● Stored data
━━━━━━━━
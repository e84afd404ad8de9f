// Copyright 2024 Kore Ledger
// SPDX-License-Identifier: AGPL-3.0-or-later

//! # Filters.
//!
//! Filters are JSON objects in a Mongo-like syntax:
//!
//! ```json
//! {
//!     "name": "John",
//!     "age": {"$gte": 30},
//!     "score": ">=4.5",
//!     "$or": [{"city": "New York"}, {"status": {"$ne": "inactive"}}]
//! }
//! ```
//!
//! Top-level keys are combined with AND. [`validate_filters`] parses such an object into a
//! [`Filter`] tree, rejecting anything that could not be turned into a parameterised query.

use serde_json::{Map, Value};

use crate::{
    error::EazyError,
    utils::{is_identifier, str_to_num},
};

use super::display_value;

/// Comparison applied to a column.
#[derive(Debug, Clone, Copy, PartialEq, Eq)]
pub enum Comparison {
    Eq,
    Ne,
    Gt,
    Gte,
    Lt,
    Lte,
    In,
    Nin,
}

impl Comparison {
    fn from_operator(key: &str) -> Option<Self> {
        match key {
            "$eq" => Some(Self::Eq),
            "$ne" => Some(Self::Ne),
            "$gt" => Some(Self::Gt),
            "$gte" => Some(Self::Gte),
            "$lt" => Some(Self::Lt),
            "$lte" => Some(Self::Lte),
            "$in" => Some(Self::In),
            "$nin" => Some(Self::Nin),
            _ => None,
        }
    }

    fn expects_list(&self) -> bool {
        matches!(self, Self::In | Self::Nin)
    }
}

/// A single column condition.
#[derive(Debug, Clone, PartialEq)]
pub struct Condition {
    pub column: String,
    pub comparison: Comparison,
    pub value: Value,
}

/// Parsed filter tree.
#[derive(Debug, Clone, PartialEq)]
pub enum Filter {
    And(Vec<Filter>),
    Or(Vec<Filter>),
    Condition(Condition),
}

impl Filter {
    /// Equality on every entry of `record`.
    pub fn matching(record: &Map<String, Value>) -> Self {
        Self::And(
            record
                .iter()
                .map(|(column, value)| {
                    Self::Condition(Condition {
                        column: column.clone(),
                        comparison: Comparison::Eq,
                        value: value.clone(),
                    })
                })
                .collect(),
        )
    }

    /// Whether the filter places no restriction at all. A disjunction with one
    /// unrestricted branch matches everything.
    pub fn is_empty(&self) -> bool {
        match self {
            Self::And(children) => children.iter().all(Filter::is_empty),
            Self::Or(children) => children.is_empty() || children.iter().any(Filter::is_empty),
            Self::Condition(_) => false,
        }
    }
}

/// Validate a filter object and return its parsed form.
///
/// # Arguments
///
/// * `filters` - Filter object
///
/// # Errors
///
/// * `EazyError::InvalidQuery` - A key is not a valid column name or operator, a value has
///   an unsupported type, or an operator that expects a list got something else.
///
pub fn validate_filters(filters: &Value) -> Result<Filter, EazyError> {
    match filters {
        Value::Object(map) => parse_object(map),
        other => Err(invalid_value(other)),
    }
}

fn parse_object(map: &Map<String, Value>) -> Result<Filter, EazyError> {
    let mut conditions = Vec::with_capacity(map.len());
    for (key, value) in map {
        match key.as_str() {
            "$and" | "$or" => {
                let Value::Array(items) = value else {
                    return Err(list_expected(key));
                };
                let children = items
                    .iter()
                    .map(|item| match item {
                        Value::Object(map) => parse_object(map),
                        other => Err(invalid_value(other)),
                    })
                    .collect::<Result<Vec<_>, _>>()?;
                conditions.push(if key == "$and" {
                    Filter::And(children)
                } else {
                    Filter::Or(children)
                });
            }
            operator if Comparison::from_operator(operator).is_some() => {
                if matches!(operator, "$in" | "$nin") && !value.is_array() {
                    return Err(list_expected(key));
                }
                return Err(EazyError::invalid_query(format!(
                    "Operator {key} must be applied to a column"
                )));
            }
            column => {
                if !is_identifier(column) {
                    return Err(EazyError::invalid_query(format!(
                        "Invalid key {column} in filter"
                    )));
                }
                parse_column(column, value, &mut conditions)?;
            }
        }
    }
    Ok(Filter::And(conditions))
}

fn parse_column(
    column: &str,
    value: &Value,
    conditions: &mut Vec<Filter>,
) -> Result<(), EazyError> {
    let mut push = |comparison, value| {
        conditions.push(Filter::Condition(Condition {
            column: column.to_owned(),
            comparison,
            value,
        }))
    };
    match value {
        Value::Object(operators) => {
            for (operator, operand) in operators {
                let Some(comparison) = Comparison::from_operator(operator) else {
                    return Err(EazyError::invalid_query(format!(
                        "Invalid key {operator} in filter"
                    )));
                };
                if comparison.expects_list() && !operand.is_array() {
                    return Err(list_expected(operator));
                }
                push(comparison, operand.clone());
            }
        }
        Value::String(text) => {
            let (comparison, operand) = parse_shorthand(text);
            push(comparison, operand);
        }
        Value::Array(_) => return Err(invalid_value(value)),
        scalar => push(Comparison::Eq, scalar.clone()),
    }
    Ok(())
}

/// `">=30"`, `"<2.5"`, `"!=0"`... compare numerically. Strings whose remainder is not a
/// number are compared literally.
fn parse_shorthand(text: &str) -> (Comparison, Value) {
    const PREFIXES: [(&str, Comparison); 6] = [
        (">=", Comparison::Gte),
        (">", Comparison::Gt),
        ("<=", Comparison::Lte),
        ("<", Comparison::Lt),
        ("!=", Comparison::Ne),
        ("=", Comparison::Eq),
    ];
    for (prefix, comparison) in PREFIXES {
        if let Some(rest) = text.strip_prefix(prefix) {
            return match str_to_num(rest.trim()) {
                Ok(number) => (comparison, Value::Number(number)),
                Err(_) => (Comparison::Eq, Value::String(text.to_owned())),
            };
        }
    }
    (Comparison::Eq, Value::String(text.to_owned()))
}

fn list_expected(key: &str) -> EazyError {
    EazyError::invalid_query(format!("Value for {key} should be of type list"))
}

fn invalid_value(value: &Value) -> EazyError {
    EazyError::invalid_query(format!("Invalid value {} in filter", display_value(value)))
}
━━━━━━━━
● How to complete this task
Among the lines above, find those holding "text" and copy each one.

● Task solution
        Value::String(text) => {
            let (comparison, operand) = parse_shorthand(text);
fn parse_shorthand(text: &str) -> (Comparison, Value) {
        if let Some(rest) = text.strip_prefix(prefix) {
                Err(_) => (Comparison::Eq, Value::String(text.to_owned())),
    (Comparison::Eq, Value::String(text.to_owned()))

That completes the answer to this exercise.